As innovation in business continues to accelerate, clarity is becoming harder to come by.

Velocity has become one of the most celebrated metrics in modern companies. Faster launches, snappier decisions, quicker adoption of productivity tools (AI we’re looking at you)... But there’s a growing cost to that speed: fewer business leaders can clearly explain how the work actually gets done. We know things are happening, we’re just a little fuzzy on how.

That challenge is why so many work management and productivity tools exist in the first place. At their core, they’re all trying to solve the same big problem: how to make work visible, understandable, and accountable at scale. In other words, how to close what experts call the governance gap.

The governance gap is the space between an organization’s stated values and its day-to-day execution. When leaders are asked how decisions are made, answers often point to the teams responsible rather than a traceable process. Ownership is clear, but the path isn’t. For example, a company may publicly commit to being trustworthy and customer-first, yet its day-to-day practices leave sensitive customer data exposed or loosely managed, revealing a disconnect between intention and implementation.

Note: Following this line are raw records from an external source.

#![deny(missing_docs)]

//! # Operation Generation
//!
//! Typed templates for the OpenAPI fragments this tool inserts: the
//! standardized review `post` operation, the shared `ErrorResponse` schema,
//! and the `bearerAuth` security scheme.
//!
//! The structs serialize straight into the document value tree; field order
//! and `IndexMap` keep the emitted keys in a stable, conventional order.

use crate::error::AppResult;
use crate::mapping::ReviewMapping;
use indexmap::IndexMap;
use serde::Serialize;
use serde_yaml::Value;

/// Component name of the shared error schema referenced by error responses.
pub const ERROR_SCHEMA_NAME: &str = "ErrorResponse";

/// Component name of the bearer-token security scheme.
pub const BEARER_SCHEME_NAME: &str = "bearerAuth";

const ERROR_SCHEMA_REF: &str = "#/components/schemas/ErrorResponse";
const JSON_MEDIA_TYPE: &str = "application/json";

/// A single HTTP operation as inserted by the patcher.
#[derive(Debug, Clone, Serialize)]
pub struct OperationObject {
    /// Tag names grouping the operation (the resource plural).
    pub tags: Vec<String>,
    /// Human-readable operation summary.
    pub summary: String,
    /// Path/query parameter descriptors.
    pub parameters: Vec<ParameterObject>,
    /// Request body descriptor.
    #[serde(rename = "requestBody")]
    pub request_body: RequestBodyObject,
    /// Response descriptors keyed by status code.
    pub responses: IndexMap<String, ResponseObject>,
    /// Security requirements (scheme name to scope list).
    pub security: Vec<IndexMap<String, Vec<String>>>,
}

/// A parameter descriptor.
#[derive(Debug, Clone, Serialize)]
pub struct ParameterObject {
    /// Parameter location (`path`, `query`, ...).
    #[serde(rename = "in")]
    pub location: String,
    /// Parameter name.
    pub name: String,
    /// Whether the parameter is mandatory.
    pub required: bool,
    /// Parameter value schema.
    pub schema: SchemaObject,
}

/// A request body descriptor.
#[derive(Debug, Clone, Serialize)]
pub struct RequestBodyObject {
    /// Whether a body is mandatory.
    pub required: bool,
    /// Media types accepted by the operation.
    pub content: IndexMap<String, MediaTypeObject>,
}

/// A media type entry holding the payload schema.
#[derive(Debug, Clone, Serialize)]
pub struct MediaTypeObject {
    /// The payload schema.
    pub schema: SchemaObject,
}

/// A response descriptor.
#[derive(Debug, Clone, Serialize)]
pub struct ResponseObject {
    /// Human-readable response description.
    pub description: String,
    /// Media types returned by the operation, when a body is defined.
    #[serde(skip_serializing_if = "Option::is_none")]
    pub content: Option<IndexMap<String, MediaTypeObject>>,
}

/// Minimal schema node covering everything the generated fragments need.
#[derive(Debug, Clone, Default, Serialize)]
pub struct SchemaObject {
    /// Schema type name (`object`, `string`, `integer`, ...).
    #[serde(skip_serializing_if = "Option::is_none")]
    #[serde(rename = "type")]
    pub o_type: Option<String>,
    /// Reference to a shared component schema.
    #[serde(skip_serializing_if = "Option::is_none")]
    #[serde(rename = "$ref")]
    pub dollar_ref: Option<String>,
    /// Inclusive lower bound for numeric values.
    #[serde(skip_serializing_if = "Option::is_none")]
    pub minimum: Option<i64>,
    /// Inclusive upper bound for numeric values.
    #[serde(skip_serializing_if = "Option::is_none")]
    pub maximum: Option<i64>,
    /// Maximum length for string values.
    #[serde(skip_serializing_if = "Option::is_none")]
    #[serde(rename = "maxLength")]
    pub max_length: Option<u64>,
    /// Named properties of an object schema.
    #[serde(skip_serializing_if = "Option::is_none")]
    pub properties: Option<IndexMap<String, SchemaObject>>,
    /// Property names required by an object schema.
    #[serde(skip_serializing_if = "Option::is_none")]
    pub required: Option<Vec<String>>,
}

impl SchemaObject {
    /// A schema with just a type name.
    pub fn new(o_type: &str) -> SchemaObject {
        SchemaObject {
            o_type: Some(o_type.to_string()),
            ..SchemaObject::default()
        }
    }

    /// A plain `$ref` schema.
    pub fn new_ref(dollar_ref: &str) -> SchemaObject {
        SchemaObject {
            dollar_ref: Some(dollar_ref.to_string()),
            ..SchemaObject::default()
        }
    }

    /// Adds an inclusive minimum.
    pub fn with_minimum(&self, minimum: i64) -> Self {
        let mut new = self.clone();
        new.minimum = Some(minimum);
        new
    }

    /// Adds an inclusive maximum.
    pub fn with_maximum(&self, maximum: i64) -> Self {
        let mut new = self.clone();
        new.maximum = Some(maximum);
        new
    }

    /// Adds a maximum string length.
    pub fn with_max_length(&self, max_length: u64) -> Self {
        let mut new = self.clone();
        new.max_length = Some(max_length);
        new
    }

    /// Adds a named property to an object schema.
    pub fn with_property(&self, name: &str, schema: SchemaObject) -> Self {
        let mut new = self.clone();
        new.properties
            .get_or_insert_with(IndexMap::new)
            .insert(name.to_string(), schema);
        new
    }

    /// Sets the required property list of an object schema.
    pub fn with_required(&self, names: &[&str]) -> Self {
        let mut new = self.clone();
        new.required = Some(names.iter().map(|n| n.to_string()).collect());
        new
    }
}

/// Bearer HTTP authentication scheme definition.
#[derive(Debug, Clone, Serialize)]
struct SecuritySchemeObject {
    #[serde(rename = "type")]
    o_type: String,
    scheme: String,
    #[serde(rename = "bearerFormat")]
    bearer_format: String,
}

/// Builds the standardized review `post` operation for one mapping entry.
pub fn build_review_operation(mapping: &ReviewMapping) -> AppResult<Value> {
    let body_schema = SchemaObject::new("object")
        .with_property(
            "rating",
            SchemaObject::new("integer").with_minimum(1).with_maximum(5),
        )
        .with_property("comment", SchemaObject::new("string").with_max_length(1000))
        .with_property("name", SchemaObject::new("string"))
        .with_required(&["rating", "comment"]);

    let mut responses = IndexMap::new();
    responses.insert(
        "201".to_string(),
        json_response("Review created successfully", SchemaObject::new("object")),
    );
    responses.insert("400".to_string(), error_response("Invalid request payload"));
    responses.insert("401".to_string(), error_response("Authentication required"));
    responses.insert("403".to_string(), error_response("Insufficient permissions"));
    responses.insert("422".to_string(), error_response("Validation failed"));

    let mut requirement = IndexMap::new();
    requirement.insert(BEARER_SCHEME_NAME.to_string(), Vec::new());

    let operation = OperationObject {
        tags: vec![mapping.resource_plural.clone()],
        summary: format!("Add Review to {} (Standardized)", mapping.resource_singular),
        parameters: vec![ParameterObject {
            location: "path".to_string(),
            name: "id".to_string(),
            required: true,
            schema: SchemaObject::new("string"),
        }],
        request_body: RequestBodyObject {
            required: true,
            content: json_content(body_schema),
        },
        responses,
        security: vec![requirement],
    };

    Ok(serde_yaml::to_value(operation)?)
}

/// Builds the full path item (`post: <operation>`) for one mapping entry.
pub fn build_path_item(mapping: &ReviewMapping) -> AppResult<Value> {
    let mut item = serde_yaml::Mapping::new();
    item.insert(
        Value::String("post".to_string()),
        build_review_operation(mapping)?,
    );
    Ok(Value::Mapping(item))
}

/// The shared `ErrorResponse` schema inserted into `components.schemas`.
pub fn error_response_schema() -> AppResult<Value> {
    let schema = SchemaObject::new("object")
        .with_property("code", SchemaObject::new("integer"))
        .with_property("message", SchemaObject::new("string"))
        .with_required(&["message"]);
    Ok(serde_yaml::to_value(schema)?)
}

/// The `bearerAuth` scheme inserted into `components.securitySchemes`.
pub fn bearer_security_scheme() -> AppResult<Value> {
    let scheme = SecuritySchemeObject {
        o_type: "http".to_string(),
        scheme: "bearer".to_string(),
        bearer_format: "JWT".to_string(),
    };
    Ok(serde_yaml::to_value(scheme)?)
}

fn json_content(schema: SchemaObject) -> IndexMap<String, MediaTypeObject> {
    let mut content = IndexMap::new();
    content.insert(JSON_MEDIA_TYPE.to_string(), MediaTypeObject { schema });
    content
}

fn json_response(description: &str, schema: SchemaObject) -> ResponseObject {
    ResponseObject {
        description: description.to_string(),
        content: Some(json_content(schema)),
    }
}

fn error_response(description: &str) -> ResponseObject {
    json_response(description, SchemaObject::new_ref(ERROR_SCHEMA_REF))
}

Data silos are a big part of the problem. When information is locked away in disconnected systems, employees spend more time tracking down context than acting on insights. One survey found some employees spend 12 hours every week “chasing data” rather than acting on it, simply because it isn’t accessible in one place. That’s almost two full workdays spent asking, “Wait, where is that info again?”

But efficiency isn’t the only tradeoff. There’s also the issue of cohesion. When teams are working from different data, relying on different tools, and operating under fragmented information, governance starts to fray. And while AI is now central to many modernization efforts, one industry study found that about a third of surveyed organizations are still only in the early stages of developing AI governance policies.

The result? Leaders are making decisions with disjointed information and murky processes. When outcomes affect employees, customers, or the public, the lack of explainability erodes trust within teams and beyond. It’s why being open about how decisions get made matters. In one major global survey, 86% of leaders believe greater transparency with customers and employees increases workforce trust. Turns out, people like knowing what’s going on, and where.

One way that’s starting to happen is through intelligent work management platforms. Smartsheet is the leading provider: a cloud-based, no-code platform that brings people, data, and intelligence together in one place. Instead of layering oversight on after the fact, Smartsheet weaves visibility and accountability into how work is planned, executed, and evaluated. Ownership is clear, access is intentional, and decisions are traceable.

When organizations can explain how a decision was made, not just who made it, they close the governance gap. It shows that their values are reflected in the process, not just the result.